## What you need to do
What lines in the material hold the string "counter"? Copy out each of them.

Records supplied Block Start

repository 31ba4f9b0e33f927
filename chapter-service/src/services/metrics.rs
//! Metrics collection and Prometheus export.
//!
//! Initializes the metrics exporter and provides the /metrics endpoint body.

use metrics::counter;
use metrics_exporter_prometheus::{PrometheusBuilder, PrometheusHandle};
use std::sync::OnceLock;

/// Global handle to the Prometheus recorder.
pub static METRICS_HANDLE: OnceLock<PrometheusHandle> = OnceLock::new();

/// Install the Prometheus recorder. Call once at startup, before any metric is recorded.
pub fn init_metrics() -> anyhow::Result<()> {
    let handle = PrometheusBuilder::new()
        .install_recorder()
        .map_err(|e| anyhow::anyhow!("failed to install Prometheus recorder: {}", e))?;

    METRICS_HANDLE
        .set(handle)
        .map_err(|_| anyhow::anyhow!("metrics handle already initialized"))
}

/// Current metrics in Prometheus text format.
pub fn get_metrics() -> String {
    METRICS_HANDLE
        .get()
        .map(|handle| handle.render())
        .unwrap_or_else(|| "# Metrics recorder not initialized".to_string())
}

/// Counts one chapter lookup by outcome: `found`, `not_found`, `unavailable` or `error`.
pub fn record_lookup(outcome: &'static str) {
    counter!("chapter_lookups_total", "outcome" => outcome).increment(1);
}
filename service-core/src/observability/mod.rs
pub mod logging;

pub use logging::{init_tracing, shutdown_tracing};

Records supplied Block End

## Problem solution
use metrics::counter;
    counter!("chapter_lookups_total", "outcome" => outcome).increment(1);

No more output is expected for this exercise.